George W. Bush followed his two Republican predecessors in beginning his term with aggressive low-tax policies, and rapid increases in spending. But the administrations of Ronald Reagan and George H.W. Bush at least had the ability to perceive when the sky began to cloud over.
When fiscal reality began to deviate from the sunny scripts that had been written by their speechwriters, they made midcourse adjustments. Both presidents reversed themselves, and began to raise taxes soon after large deficits, which had been predicted by the pessimists, in fact emerged. The elder Bush deserved a medal for bravery for abandoning his “no new taxes” pledge, and he of course paid a heavy price electorally.
What is remarkable about his son is that there appears to be no feed-back loop from reality, no means of perceiving that things are not going as planned and that some sort of adjustment is called for.
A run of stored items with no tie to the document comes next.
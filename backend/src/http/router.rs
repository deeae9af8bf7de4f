//! Router configuration for the HTTP API.
//!
//! This module sets up all routes, middleware (CORS, compression, tracing),
//! and creates the axum router ready for serving.

use axum::{routing::get, Router};
use tower_http::{
    compression::CompressionLayer,
    cors::{Any, CorsLayer},
    trace::TraceLayer,
};

use super::handlers;
use super::state::AppState;

/// Create the main application router with all routes and middleware.
pub fn create_router(state: AppState) -> Router {
    // Read-only public data, so any origin may query it
    let cors = CorsLayer::new()
        .allow_origin(Any)
        .allow_methods(Any)
        .allow_headers(Any);

    // Static segments take priority over `{start}` when matching
    let api_v1 = Router::new()
        .route("/precipitation", get(handlers::get_precipitation))
        .route("/stations", get(handlers::get_stations))
        .route("/tobs", get(handlers::get_tobs))
        .route("/{start}", get(handlers::get_temperature_from))
        .route("/{start}/{end}", get(handlers::get_temperature_range));

    Router::new()
        .route("/", get(handlers::index))
        .route("/health", get(handlers::health_check))
        .nest("/api/v1.0", api_v1)
        .layer(CompressionLayer::new())
        .layer(TraceLayer::new_for_http())
        .layer(cors)
        .with_state(state)
}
This management failure is a familiar story from Iraq policy, but it is equally true of fiscal policy.
The administration is still proposing tax cuts, perhaps still clinging to the “Starve the Beast” theory, even though it is at the same time raising spending as rapidly as ever. This is why an unbiased forecast shows widening budget deficits over the next 10 years.
Why should we fear these budget deficits? It is true that so far the financial markets have tolerated them remarkably well. But someday soon, the bond market will catch up with reality, and will fall substantially.
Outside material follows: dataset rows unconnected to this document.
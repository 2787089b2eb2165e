//! Status Monitor CLI
//!
//! A command-line tool for inspecting service status, check results
//! and outage reports from a running status monitor.

mod client;
mod commands;
mod config;
mod output;

use anyhow::Result;
use chrono::NaiveDate;
use clap::{Parser, Subcommand};
use commands::{checks, metrics, report, services};
use output::OutputFormat;

const DEFAULT_API_URL: &str = "http://localhost:8080";

/// Status Monitor CLI
#[derive(Parser)]
#[command(name = "smon")]
#[command(author, version, about = "CLI for the Status Monitor", long_about = None)]
pub struct Cli {
    /// API endpoint URL (can also be set via SMON_API_URL env var)
    #[arg(long, env = "SMON_API_URL")]
    pub api_url: Option<String>,

    /// Output format
    #[arg(long, short)]
    pub format: Option<OutputFormat>,

    #[command(subcommand)]
    pub command: Commands,
}

#[derive(Subcommand)]
pub enum Commands {
    /// List services and their overall status
    Services,

    /// Show a service and its failing checks
    Service {
        /// Service ID
        id: u64,
    },

    /// List instances and their status
    Instances,

    /// List checks and their effective status
    Checks,

    /// Show recent results of a check
    Results {
        /// Check ID
        id: u64,

        /// Number of results to show
        #[arg(long, short, default_value_t = 20)]
        limit: usize,
    },

    /// Find metric paths on a metric backend
    Metrics {
        /// Pattern to match metric names against
        pattern: String,

        /// Backend to search (graphite or influxdb)
        #[arg(long, short, default_value = "graphite")]
        source: String,
    },

    /// Show problem intervals and success rate over a date range
    Report {
        /// Check IDs
        #[arg(required = true)]
        ids: Vec<u64>,

        /// First day of the range (YYYY-MM-DD)
        #[arg(long)]
        from: NaiveDate,

        /// Last day of the range, inclusive (YYYY-MM-DD)
        #[arg(long)]
        to: NaiveDate,
    },
}

#[tokio::main]
async fn main() -> Result<()> {
    let cli = Cli::parse();
    let file_config = config::Config::load()?;

    let api_url = cli
        .api_url
        .or(file_config.api_url)
        .unwrap_or_else(|| DEFAULT_API_URL.to_string());
    let format = cli
        .format
        .or_else(|| {
            file_config
                .default_format
                .as_deref()
                .and_then(OutputFormat::from_name)
        })
        .unwrap_or_default();

    // Initialize client
    let client = client::ApiClient::new(&api_url)?;

    // Execute command
    match cli.command {
        Commands::Services => services::list_services(&client, format).await?,
        Commands::Service { id } => services::show_service(&client, id, format).await?,
        Commands::Instances => services::list_instances(&client, format).await?,
        Commands::Checks => checks::list_checks(&client, format).await?,
        Commands::Results { id, limit } => {
            checks::show_results(&client, id, limit, format).await?
        }
        Commands::Metrics { pattern, source } => {
            metrics::find_metrics(&client, &source, &pattern, format).await?
        }
        Commands::Report { ids, from, to } => {
            report::show_report(&client, &ids, from, to, format).await?
        }
    }

    Ok(())
}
Rising long-term interest rates, not to mention slackening house prices, will send millions of American households into default on their mortgages — especially those with interest-only or Adjustable Rate Mortgages. Or perhaps a different shock will hit first: Foreign investors will tire of holding ever-greater amounts of dollar securities to fund America’s current account deficit. In that case, the dollar will fall, interest rates again will rise, and we may be back to stagflation.
We no longer will have the luxury of cutting taxes and interest rates as we go into the recession, as the government was able to do in 2001 because it had inherited low inflation and a strong budget after the long boom of the 1990s. Rather, we will have to raise interest rates and taxes, as budget deficits and inflation forced the government to do after the booms of the 1960s, ’70s and ’80s.
The president may marvel that no one could have foreseen such things. But risks such as financial bubble-burstings, recessions, terrorist attacks, oil price increases and hurricanes need to be planned for ahead of time. The less adequate the forward planning for disaster contingencies, the bigger the cost of cleaning up the mess on the day after.